*** Opening Given records ***

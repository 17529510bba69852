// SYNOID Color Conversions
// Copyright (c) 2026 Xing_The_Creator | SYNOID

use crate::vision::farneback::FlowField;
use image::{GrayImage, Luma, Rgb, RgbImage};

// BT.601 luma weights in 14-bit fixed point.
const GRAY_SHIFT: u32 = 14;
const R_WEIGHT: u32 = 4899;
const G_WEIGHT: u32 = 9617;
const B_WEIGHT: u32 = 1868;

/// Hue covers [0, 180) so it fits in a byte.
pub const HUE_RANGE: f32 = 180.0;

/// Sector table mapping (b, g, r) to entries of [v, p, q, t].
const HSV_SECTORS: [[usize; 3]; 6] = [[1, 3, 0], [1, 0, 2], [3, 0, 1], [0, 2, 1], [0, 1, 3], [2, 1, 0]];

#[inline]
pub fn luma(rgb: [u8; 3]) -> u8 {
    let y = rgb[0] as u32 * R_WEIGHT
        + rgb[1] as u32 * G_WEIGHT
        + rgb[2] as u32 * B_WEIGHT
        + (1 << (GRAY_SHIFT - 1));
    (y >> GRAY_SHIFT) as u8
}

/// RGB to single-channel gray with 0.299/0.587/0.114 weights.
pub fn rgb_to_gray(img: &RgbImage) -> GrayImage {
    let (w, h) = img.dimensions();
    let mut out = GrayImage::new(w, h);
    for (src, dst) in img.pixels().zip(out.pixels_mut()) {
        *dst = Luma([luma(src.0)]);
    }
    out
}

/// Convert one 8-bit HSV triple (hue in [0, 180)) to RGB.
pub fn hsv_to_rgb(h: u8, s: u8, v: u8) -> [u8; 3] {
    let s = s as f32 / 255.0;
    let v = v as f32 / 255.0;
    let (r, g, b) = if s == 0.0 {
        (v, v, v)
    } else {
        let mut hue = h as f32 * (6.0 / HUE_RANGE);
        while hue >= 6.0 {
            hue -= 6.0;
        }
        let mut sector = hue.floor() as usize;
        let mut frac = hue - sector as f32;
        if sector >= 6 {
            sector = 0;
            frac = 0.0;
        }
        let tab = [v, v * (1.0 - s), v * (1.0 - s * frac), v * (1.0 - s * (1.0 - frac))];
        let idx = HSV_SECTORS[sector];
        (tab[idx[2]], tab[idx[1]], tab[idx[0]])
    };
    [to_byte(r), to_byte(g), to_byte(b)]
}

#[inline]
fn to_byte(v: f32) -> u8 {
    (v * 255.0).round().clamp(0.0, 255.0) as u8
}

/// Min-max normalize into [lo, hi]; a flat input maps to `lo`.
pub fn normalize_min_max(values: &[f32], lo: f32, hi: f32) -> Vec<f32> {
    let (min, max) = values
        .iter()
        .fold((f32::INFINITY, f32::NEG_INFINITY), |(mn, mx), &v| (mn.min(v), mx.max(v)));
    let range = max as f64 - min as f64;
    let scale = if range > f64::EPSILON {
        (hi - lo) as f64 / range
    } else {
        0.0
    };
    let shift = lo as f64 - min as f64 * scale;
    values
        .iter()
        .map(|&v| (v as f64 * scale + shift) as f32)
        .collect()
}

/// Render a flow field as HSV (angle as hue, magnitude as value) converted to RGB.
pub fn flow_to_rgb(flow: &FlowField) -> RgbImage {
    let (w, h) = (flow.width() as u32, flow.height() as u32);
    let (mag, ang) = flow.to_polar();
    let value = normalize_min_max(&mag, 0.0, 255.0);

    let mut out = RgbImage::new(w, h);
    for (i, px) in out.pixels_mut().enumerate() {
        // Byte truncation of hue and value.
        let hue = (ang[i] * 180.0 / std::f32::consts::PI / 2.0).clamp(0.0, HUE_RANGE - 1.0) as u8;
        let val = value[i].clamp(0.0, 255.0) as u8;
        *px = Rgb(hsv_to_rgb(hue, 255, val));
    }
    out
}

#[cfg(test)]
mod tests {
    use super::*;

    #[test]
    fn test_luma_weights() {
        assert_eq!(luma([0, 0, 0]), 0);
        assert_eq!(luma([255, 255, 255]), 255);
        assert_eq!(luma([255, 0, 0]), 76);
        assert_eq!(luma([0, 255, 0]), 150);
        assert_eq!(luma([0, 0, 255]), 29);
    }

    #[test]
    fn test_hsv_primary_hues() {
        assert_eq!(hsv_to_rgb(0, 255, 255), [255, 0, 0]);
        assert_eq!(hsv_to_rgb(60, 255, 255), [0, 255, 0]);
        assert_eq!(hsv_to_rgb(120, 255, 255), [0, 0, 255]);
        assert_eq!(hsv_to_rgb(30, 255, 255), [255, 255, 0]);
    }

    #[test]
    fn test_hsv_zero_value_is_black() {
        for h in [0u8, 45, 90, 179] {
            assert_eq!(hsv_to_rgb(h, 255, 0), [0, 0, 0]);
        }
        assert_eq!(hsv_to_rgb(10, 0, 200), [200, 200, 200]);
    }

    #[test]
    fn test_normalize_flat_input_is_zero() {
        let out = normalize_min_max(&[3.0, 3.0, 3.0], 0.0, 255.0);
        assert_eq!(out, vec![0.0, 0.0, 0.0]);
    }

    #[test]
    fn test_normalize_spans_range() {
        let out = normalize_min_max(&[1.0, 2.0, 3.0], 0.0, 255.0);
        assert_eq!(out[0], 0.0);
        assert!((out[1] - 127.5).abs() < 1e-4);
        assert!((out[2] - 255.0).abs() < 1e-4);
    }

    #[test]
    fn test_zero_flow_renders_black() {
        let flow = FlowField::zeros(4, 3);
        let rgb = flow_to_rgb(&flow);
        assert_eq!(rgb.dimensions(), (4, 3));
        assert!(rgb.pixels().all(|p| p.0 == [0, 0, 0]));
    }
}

*** Closing Given records ***

--- Required work ---
Would you return each entry exactly as it reads?

--- Task result ---
repository 17529510bba69852
// SYNOID Color Conversions
// Copyright (c) 2026 Xing_The_Creator | SYNOID

use crate::vision::farneback::FlowField;
use image::{GrayImage, Luma, Rgb, RgbImage};

// BT.601 luma weights in 14-bit fixed point.
const GRAY_SHIFT: u32 = 14;
const R_WEIGHT: u32 = 4899;
const G_WEIGHT: u32 = 9617;
const B_WEIGHT: u32 = 1868;

/// Hue covers [0, 180) so it fits in a byte.
pub const HUE_RANGE: f32 = 180.0;

/// Sector table mapping (b, g, r) to entries of [v, p, q, t].
const HSV_SECTORS: [[usize; 3]; 6] = [[1, 3, 0], [1, 0, 2], [3, 0, 1], [0, 2, 1], [0, 1, 3], [2, 1, 0]];

#[inline]
pub fn luma(rgb: [u8; 3]) -> u8 {
    let y = rgb[0] as u32 * R_WEIGHT
        + rgb[1] as u32 * G_WEIGHT
        + rgb[2] as u32 * B_WEIGHT
        + (1 << (GRAY_SHIFT - 1));
    (y >> GRAY_SHIFT) as u8
}

/// RGB to single-channel gray with 0.299/0.587/0.114 weights.
pub fn rgb_to_gray(img: &RgbImage) -> GrayImage {
    let (w, h) = img.dimensions();
    let mut out = GrayImage::new(w, h);
    for (src, dst) in img.pixels().zip(out.pixels_mut()) {
        *dst = Luma([luma(src.0)]);
    }
    out
}

/// Convert one 8-bit HSV triple (hue in [0, 180)) to RGB.
pub fn hsv_to_rgb(h: u8, s: u8, v: u8) -> [u8; 3] {
    let s = s as f32 / 255.0;
    let v = v as f32 / 255.0;
    let (r, g, b) = if s == 0.0 {
        (v, v, v)
    } else {
        let mut hue = h as f32 * (6.0 / HUE_RANGE);
        while hue >= 6.0 {
            hue -= 6.0;
        }
        let mut sector = hue.floor() as usize;
        let mut frac = hue - sector as f32;
        if sector >= 6 {
            sector = 0;
            frac = 0.0;
        }
        let tab = [v, v * (1.0 - s), v * (1.0 - s * frac), v * (1.0 - s * (1.0 - frac))];
        let idx = HSV_SECTORS[sector];
        (tab[idx[2]], tab[idx[1]], tab[idx[0]])
    };
    [to_byte(r), to_byte(g), to_byte(b)]
}

#[inline]
fn to_byte(v: f32) -> u8 {
    (v * 255.0).round().clamp(0.0, 255.0) as u8
}

/// Min-max normalize into [lo, hi]; a flat input maps to `lo`.
pub fn normalize_min_max(values: &[f32], lo: f32, hi: f32) -> Vec<f32> {
    let (min, max) = values
        .iter()
        .fold((f32::INFINITY, f32::NEG_INFINITY), |(mn, mx), &v| (mn.min(v), mx.max(v)));
    let range = max as f64 - min as f64;
    let scale = if range > f64::EPSILON {
        (hi - lo) as f64 / range
    } else {
        0.0
    };
    let shift = lo as f64 - min as f64 * scale;
    values
        .iter()
        .map(|&v| (v as f64 * scale + shift) as f32)
        .collect()
}

/// Render a flow field as HSV (angle as hue, magnitude as value) converted to RGB.
pub fn flow_to_rgb(flow: &FlowField) -> RgbImage {
    let (w, h) = (flow.width() as u32, flow.height() as u32);
    let (mag, ang) = flow.to_polar();
    let value = normalize_min_max(&mag, 0.0, 255.0);

    let mut out = RgbImage::new(w, h);
    for (i, px) in out.pixels_mut().enumerate() {
        // Byte truncation of hue and value.
        let hue = (ang[i] * 180.0 / std::f32::consts::PI / 2.0).clamp(0.0, HUE_RANGE - 1.0) as u8;
        let val = value[i].clamp(0.0, 255.0) as u8;
        *px = Rgb(hsv_to_rgb(hue, 255, val));
    }
    out
}

#[cfg(test)]
mod tests {
    use super::*;

    #[test]
    fn test_luma_weights() {
        assert_eq!(luma([0, 0, 0]), 0);
        assert_eq!(luma([255, 255, 255]), 255);
        assert_eq!(luma([255, 0, 0]), 76);
        assert_eq!(luma([0, 255, 0]), 150);
        assert_eq!(luma([0, 0, 255]), 29);
    }

    #[test]
    fn test_hsv_primary_hues() {
        assert_eq!(hsv_to_rgb(0, 255, 255), [255, 0, 0]);
        assert_eq!(hsv_to_rgb(60, 255, 255), [0, 255, 0]);
        assert_eq!(hsv_to_rgb(120, 255, 255), [0, 0, 255]);
        assert_eq!(hsv_to_rgb(30, 255, 255), [255, 255, 0]);
    }

    #[test]
    fn test_hsv_zero_value_is_black() {
        for h in [0u8, 45, 90, 179] {
            assert_eq!(hsv_to_rgb(h, 255, 0), [0, 0, 0]);
        }
        assert_eq!(hsv_to_rgb(10, 0, 200), [200, 200, 200]);
    }

    #[test]
    fn test_normalize_flat_input_is_zero() {
        let out = normalize_min_max(&[3.0, 3.0, 3.0], 0.0, 255.0);
        assert_eq!(out, vec![0.0, 0.0, 0.0]);
    }

    #[test]
    fn test_normalize_spans_range() {
        let out = normalize_min_max(&[1.0, 2.0, 3.0], 0.0, 255.0);
        assert_eq!(out[0], 0.0);
        assert!((out[1] - 127.5).abs() < 1e-4);
        assert!((out[2] - 255.0).abs() < 1e-4);
    }

    #[test]
    fn test_zero_flow_renders_black() {
        let flow = FlowField::zeros(4, 3);
        let rgb = flow_to_rgb(&flow);
        assert_eq!(rgb.dimensions(), (4, 3));
        assert!(rgb.pixels().all(|p| p.0 == [0, 0, 0]));
    }
}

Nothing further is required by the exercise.